EXERCISE –
Please copy out each line of the listing that contains the word "stops".

DATA PROVIDED –
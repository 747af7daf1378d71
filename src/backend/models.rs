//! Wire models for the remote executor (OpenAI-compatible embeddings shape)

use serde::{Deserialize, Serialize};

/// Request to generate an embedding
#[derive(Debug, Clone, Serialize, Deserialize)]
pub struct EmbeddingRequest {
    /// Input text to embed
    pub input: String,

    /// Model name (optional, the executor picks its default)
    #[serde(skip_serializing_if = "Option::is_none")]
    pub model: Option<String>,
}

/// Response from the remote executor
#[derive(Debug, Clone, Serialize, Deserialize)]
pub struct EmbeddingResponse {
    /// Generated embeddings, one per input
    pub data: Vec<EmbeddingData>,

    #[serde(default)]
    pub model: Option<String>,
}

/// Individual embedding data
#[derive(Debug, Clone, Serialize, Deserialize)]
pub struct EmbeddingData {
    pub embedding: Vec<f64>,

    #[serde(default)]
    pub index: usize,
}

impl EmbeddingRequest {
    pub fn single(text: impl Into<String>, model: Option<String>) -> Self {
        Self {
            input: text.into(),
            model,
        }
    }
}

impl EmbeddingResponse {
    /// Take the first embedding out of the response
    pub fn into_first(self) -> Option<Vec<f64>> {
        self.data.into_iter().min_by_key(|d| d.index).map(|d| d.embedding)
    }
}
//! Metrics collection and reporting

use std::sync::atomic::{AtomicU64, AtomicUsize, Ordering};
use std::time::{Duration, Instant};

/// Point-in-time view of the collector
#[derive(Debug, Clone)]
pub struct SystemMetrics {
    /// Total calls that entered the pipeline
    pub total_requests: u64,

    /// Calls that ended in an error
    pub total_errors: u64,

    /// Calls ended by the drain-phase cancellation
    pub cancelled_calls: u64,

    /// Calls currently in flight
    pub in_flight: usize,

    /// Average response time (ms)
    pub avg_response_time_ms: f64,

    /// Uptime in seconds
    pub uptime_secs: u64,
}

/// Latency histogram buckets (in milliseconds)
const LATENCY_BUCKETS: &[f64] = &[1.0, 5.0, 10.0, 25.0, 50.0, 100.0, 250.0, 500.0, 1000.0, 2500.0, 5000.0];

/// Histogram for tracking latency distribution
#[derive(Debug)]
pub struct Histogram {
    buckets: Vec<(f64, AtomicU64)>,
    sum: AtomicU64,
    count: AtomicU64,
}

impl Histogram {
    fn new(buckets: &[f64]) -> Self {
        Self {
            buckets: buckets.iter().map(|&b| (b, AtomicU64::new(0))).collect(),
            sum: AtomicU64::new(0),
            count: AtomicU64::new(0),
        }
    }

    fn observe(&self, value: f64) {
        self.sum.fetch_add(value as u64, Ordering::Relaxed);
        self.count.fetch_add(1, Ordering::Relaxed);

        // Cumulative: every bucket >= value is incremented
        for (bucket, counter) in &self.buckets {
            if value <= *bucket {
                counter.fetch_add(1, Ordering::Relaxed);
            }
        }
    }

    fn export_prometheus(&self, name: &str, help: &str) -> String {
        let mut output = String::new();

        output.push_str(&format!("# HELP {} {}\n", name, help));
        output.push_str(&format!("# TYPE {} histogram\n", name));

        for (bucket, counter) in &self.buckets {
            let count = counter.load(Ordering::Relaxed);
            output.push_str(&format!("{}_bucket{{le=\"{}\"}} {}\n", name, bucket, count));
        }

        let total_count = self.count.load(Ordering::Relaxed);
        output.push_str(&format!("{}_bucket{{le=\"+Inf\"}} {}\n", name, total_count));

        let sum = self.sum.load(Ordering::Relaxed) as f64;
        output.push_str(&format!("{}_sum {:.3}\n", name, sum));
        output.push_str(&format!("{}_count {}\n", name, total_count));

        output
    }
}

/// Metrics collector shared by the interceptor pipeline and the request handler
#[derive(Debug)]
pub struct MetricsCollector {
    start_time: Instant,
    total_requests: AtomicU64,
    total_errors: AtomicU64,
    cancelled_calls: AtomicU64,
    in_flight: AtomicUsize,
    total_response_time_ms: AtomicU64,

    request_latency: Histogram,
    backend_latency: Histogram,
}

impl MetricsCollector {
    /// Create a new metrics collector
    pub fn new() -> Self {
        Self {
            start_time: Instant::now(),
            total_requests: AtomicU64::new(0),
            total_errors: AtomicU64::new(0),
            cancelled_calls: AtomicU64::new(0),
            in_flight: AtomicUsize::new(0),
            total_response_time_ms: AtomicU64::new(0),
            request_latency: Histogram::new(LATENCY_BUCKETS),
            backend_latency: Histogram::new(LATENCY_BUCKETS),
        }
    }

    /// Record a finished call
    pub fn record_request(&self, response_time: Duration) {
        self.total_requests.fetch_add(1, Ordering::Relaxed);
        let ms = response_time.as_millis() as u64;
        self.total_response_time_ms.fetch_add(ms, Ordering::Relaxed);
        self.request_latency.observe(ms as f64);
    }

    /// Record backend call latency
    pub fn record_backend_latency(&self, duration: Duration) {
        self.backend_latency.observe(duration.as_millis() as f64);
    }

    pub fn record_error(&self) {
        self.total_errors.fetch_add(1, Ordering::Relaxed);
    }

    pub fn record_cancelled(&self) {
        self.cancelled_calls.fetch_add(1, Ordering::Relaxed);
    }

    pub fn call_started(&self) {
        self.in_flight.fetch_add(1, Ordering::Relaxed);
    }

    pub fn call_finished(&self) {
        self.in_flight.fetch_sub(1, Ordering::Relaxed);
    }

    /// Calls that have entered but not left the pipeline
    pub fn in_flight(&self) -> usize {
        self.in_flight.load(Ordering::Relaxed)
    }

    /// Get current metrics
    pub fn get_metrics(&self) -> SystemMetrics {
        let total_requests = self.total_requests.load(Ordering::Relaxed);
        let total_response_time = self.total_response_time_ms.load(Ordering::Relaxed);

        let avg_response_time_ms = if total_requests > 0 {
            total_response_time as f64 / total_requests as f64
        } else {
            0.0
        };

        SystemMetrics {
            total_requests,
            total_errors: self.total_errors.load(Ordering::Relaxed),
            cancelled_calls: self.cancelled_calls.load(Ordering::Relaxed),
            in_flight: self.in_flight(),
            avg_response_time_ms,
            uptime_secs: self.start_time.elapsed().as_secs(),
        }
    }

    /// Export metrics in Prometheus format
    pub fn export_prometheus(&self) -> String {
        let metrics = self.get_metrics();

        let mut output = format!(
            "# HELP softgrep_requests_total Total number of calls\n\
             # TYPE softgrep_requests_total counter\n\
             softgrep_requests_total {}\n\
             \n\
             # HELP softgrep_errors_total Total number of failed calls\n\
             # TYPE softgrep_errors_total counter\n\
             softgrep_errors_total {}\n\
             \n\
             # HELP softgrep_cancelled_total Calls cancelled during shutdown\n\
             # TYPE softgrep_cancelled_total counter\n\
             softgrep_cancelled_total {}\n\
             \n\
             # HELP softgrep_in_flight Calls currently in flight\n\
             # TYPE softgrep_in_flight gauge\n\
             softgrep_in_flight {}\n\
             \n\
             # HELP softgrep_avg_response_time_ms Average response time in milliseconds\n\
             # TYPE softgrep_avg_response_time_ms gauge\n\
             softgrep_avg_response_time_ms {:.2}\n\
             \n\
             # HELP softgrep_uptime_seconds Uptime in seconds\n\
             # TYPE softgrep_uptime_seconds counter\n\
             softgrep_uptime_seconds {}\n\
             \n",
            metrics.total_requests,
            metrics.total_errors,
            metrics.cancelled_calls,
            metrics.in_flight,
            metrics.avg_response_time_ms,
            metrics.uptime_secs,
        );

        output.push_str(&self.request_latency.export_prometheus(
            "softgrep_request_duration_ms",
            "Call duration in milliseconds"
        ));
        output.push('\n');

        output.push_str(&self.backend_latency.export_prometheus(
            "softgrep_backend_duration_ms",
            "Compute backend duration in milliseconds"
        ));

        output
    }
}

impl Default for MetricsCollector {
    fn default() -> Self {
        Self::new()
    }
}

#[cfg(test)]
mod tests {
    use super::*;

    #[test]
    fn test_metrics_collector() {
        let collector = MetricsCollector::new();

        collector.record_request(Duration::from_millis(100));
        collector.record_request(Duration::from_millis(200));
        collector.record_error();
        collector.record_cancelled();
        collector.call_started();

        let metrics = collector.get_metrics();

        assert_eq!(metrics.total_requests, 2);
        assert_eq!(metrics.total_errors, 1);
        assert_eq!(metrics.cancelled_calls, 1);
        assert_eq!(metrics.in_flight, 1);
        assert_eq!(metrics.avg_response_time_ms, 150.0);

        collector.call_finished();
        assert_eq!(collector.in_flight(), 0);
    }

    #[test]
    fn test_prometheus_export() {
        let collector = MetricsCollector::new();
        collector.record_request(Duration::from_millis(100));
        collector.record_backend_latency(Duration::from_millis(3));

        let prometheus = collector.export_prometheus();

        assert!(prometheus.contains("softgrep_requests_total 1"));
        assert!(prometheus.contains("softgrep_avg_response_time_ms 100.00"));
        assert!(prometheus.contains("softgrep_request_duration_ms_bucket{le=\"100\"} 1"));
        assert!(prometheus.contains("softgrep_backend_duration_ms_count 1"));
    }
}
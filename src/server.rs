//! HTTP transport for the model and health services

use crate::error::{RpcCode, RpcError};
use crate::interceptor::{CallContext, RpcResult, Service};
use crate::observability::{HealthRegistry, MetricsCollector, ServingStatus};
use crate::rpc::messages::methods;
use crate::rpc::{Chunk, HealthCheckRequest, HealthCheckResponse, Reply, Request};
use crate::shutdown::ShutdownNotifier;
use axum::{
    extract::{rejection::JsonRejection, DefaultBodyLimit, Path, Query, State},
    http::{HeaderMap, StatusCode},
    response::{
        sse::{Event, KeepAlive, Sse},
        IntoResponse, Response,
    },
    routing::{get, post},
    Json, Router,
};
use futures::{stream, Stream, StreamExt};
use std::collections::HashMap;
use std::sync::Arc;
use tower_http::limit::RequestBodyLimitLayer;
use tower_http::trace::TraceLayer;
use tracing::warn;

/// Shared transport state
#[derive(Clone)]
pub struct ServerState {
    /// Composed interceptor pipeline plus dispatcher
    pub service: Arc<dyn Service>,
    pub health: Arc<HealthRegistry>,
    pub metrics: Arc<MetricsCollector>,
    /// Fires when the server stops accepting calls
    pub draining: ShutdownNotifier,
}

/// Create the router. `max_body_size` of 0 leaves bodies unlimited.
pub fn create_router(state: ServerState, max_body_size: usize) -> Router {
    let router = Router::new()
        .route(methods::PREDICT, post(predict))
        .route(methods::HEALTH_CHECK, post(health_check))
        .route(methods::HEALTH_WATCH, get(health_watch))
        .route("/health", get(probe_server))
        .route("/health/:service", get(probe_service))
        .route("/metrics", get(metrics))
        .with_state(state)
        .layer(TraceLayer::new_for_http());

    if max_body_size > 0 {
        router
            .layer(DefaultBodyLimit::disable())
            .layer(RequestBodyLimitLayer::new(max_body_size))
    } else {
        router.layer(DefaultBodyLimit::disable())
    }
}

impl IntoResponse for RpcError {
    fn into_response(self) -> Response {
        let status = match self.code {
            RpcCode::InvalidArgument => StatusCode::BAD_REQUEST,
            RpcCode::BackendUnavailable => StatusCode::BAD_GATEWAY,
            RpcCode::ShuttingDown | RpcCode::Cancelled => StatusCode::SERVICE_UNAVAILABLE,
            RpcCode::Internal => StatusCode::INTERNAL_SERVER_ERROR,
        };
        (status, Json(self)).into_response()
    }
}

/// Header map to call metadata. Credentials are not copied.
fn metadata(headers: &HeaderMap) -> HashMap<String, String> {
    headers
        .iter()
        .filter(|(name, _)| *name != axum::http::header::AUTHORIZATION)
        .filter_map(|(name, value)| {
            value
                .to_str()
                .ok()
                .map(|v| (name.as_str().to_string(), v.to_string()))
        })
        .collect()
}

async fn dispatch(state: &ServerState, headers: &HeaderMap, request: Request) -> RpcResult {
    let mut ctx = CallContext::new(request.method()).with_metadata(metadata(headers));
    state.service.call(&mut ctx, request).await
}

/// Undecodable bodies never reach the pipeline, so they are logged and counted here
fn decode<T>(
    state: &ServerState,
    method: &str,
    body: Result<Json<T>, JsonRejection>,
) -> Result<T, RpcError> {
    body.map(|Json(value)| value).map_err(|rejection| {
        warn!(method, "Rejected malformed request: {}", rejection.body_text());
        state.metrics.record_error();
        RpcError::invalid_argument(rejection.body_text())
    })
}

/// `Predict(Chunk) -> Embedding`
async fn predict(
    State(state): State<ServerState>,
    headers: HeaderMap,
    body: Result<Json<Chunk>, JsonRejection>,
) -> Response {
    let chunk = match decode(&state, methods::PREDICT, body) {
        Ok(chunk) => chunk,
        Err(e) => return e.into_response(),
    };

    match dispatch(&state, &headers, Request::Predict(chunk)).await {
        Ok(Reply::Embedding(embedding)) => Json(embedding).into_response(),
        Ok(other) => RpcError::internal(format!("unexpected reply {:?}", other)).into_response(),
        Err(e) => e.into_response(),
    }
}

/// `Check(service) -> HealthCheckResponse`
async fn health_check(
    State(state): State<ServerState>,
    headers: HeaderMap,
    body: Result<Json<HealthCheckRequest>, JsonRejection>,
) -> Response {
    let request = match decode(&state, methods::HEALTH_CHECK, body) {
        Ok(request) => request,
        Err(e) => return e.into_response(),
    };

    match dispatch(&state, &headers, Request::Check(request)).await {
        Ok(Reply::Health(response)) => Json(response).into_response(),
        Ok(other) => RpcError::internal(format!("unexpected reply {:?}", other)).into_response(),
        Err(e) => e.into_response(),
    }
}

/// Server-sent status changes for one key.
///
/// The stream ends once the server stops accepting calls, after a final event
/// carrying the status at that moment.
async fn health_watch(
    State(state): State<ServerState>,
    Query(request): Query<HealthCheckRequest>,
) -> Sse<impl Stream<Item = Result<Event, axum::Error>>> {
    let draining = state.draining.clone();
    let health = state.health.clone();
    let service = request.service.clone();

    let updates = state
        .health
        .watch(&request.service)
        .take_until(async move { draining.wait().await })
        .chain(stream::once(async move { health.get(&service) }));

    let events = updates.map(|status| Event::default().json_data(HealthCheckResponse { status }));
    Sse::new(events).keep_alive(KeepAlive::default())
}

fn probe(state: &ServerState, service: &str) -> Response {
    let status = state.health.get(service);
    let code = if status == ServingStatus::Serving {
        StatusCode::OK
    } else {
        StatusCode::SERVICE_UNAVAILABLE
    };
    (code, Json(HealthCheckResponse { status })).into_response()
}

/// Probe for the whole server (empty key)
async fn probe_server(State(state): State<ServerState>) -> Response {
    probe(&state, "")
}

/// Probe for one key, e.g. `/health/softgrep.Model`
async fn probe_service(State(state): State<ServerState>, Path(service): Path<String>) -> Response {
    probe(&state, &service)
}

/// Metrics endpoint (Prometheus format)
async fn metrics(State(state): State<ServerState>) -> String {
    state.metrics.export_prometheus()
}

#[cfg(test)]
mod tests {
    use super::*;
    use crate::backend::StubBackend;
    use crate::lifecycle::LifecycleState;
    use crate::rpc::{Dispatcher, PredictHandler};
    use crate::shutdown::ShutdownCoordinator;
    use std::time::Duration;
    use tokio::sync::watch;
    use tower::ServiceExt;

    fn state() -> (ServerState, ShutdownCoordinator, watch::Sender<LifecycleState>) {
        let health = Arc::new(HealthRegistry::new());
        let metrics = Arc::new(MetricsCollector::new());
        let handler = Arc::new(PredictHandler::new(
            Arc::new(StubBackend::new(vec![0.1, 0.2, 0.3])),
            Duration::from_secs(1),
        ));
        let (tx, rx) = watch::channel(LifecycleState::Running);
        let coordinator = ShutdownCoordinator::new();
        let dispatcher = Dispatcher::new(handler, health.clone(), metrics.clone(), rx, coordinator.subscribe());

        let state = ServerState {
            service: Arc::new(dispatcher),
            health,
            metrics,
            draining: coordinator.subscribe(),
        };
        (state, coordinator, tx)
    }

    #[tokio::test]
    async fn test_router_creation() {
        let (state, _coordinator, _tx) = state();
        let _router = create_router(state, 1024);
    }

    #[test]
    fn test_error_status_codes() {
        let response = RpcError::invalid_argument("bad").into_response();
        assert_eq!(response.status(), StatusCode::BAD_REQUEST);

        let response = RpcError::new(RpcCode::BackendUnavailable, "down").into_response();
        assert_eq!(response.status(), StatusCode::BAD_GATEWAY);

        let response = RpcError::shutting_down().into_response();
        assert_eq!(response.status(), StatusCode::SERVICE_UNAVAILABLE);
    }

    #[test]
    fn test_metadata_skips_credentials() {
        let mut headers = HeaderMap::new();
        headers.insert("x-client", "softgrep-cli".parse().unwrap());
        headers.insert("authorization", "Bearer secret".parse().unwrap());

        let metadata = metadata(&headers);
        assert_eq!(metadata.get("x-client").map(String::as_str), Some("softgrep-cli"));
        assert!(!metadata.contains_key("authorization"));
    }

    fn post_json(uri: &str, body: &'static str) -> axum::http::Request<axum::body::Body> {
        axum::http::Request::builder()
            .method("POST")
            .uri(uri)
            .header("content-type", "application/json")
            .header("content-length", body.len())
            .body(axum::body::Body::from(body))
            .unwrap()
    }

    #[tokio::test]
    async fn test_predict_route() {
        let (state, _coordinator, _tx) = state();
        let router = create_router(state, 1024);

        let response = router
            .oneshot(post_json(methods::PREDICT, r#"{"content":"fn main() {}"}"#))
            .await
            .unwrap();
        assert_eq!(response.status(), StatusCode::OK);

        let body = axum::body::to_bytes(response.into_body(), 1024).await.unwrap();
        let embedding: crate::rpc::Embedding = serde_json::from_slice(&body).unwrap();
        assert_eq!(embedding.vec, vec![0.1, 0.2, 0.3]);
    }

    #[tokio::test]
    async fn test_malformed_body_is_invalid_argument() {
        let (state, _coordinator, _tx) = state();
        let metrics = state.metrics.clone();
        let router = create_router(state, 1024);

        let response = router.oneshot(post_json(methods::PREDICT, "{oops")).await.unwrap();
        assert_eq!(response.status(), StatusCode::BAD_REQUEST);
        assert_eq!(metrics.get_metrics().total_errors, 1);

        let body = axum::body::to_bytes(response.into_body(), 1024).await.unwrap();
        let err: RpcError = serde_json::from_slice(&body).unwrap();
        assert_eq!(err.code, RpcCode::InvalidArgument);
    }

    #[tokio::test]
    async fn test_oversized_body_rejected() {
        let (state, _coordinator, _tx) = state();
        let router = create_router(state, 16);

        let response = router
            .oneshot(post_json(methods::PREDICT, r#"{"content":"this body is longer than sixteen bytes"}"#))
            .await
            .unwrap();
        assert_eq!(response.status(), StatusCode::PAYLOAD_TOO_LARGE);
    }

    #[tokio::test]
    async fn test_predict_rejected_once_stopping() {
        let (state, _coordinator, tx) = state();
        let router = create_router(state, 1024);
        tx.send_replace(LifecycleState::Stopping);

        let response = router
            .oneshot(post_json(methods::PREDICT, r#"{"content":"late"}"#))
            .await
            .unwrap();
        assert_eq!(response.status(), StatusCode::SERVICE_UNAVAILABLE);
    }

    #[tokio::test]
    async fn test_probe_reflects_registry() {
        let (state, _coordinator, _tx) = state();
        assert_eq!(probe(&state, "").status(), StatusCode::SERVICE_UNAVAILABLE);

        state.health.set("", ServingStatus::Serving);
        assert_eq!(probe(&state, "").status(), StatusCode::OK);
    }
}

TASK ANSWER –
    /// Fires when the server stops accepting calls
/// The stream ends once the server stops accepting calls, after a final event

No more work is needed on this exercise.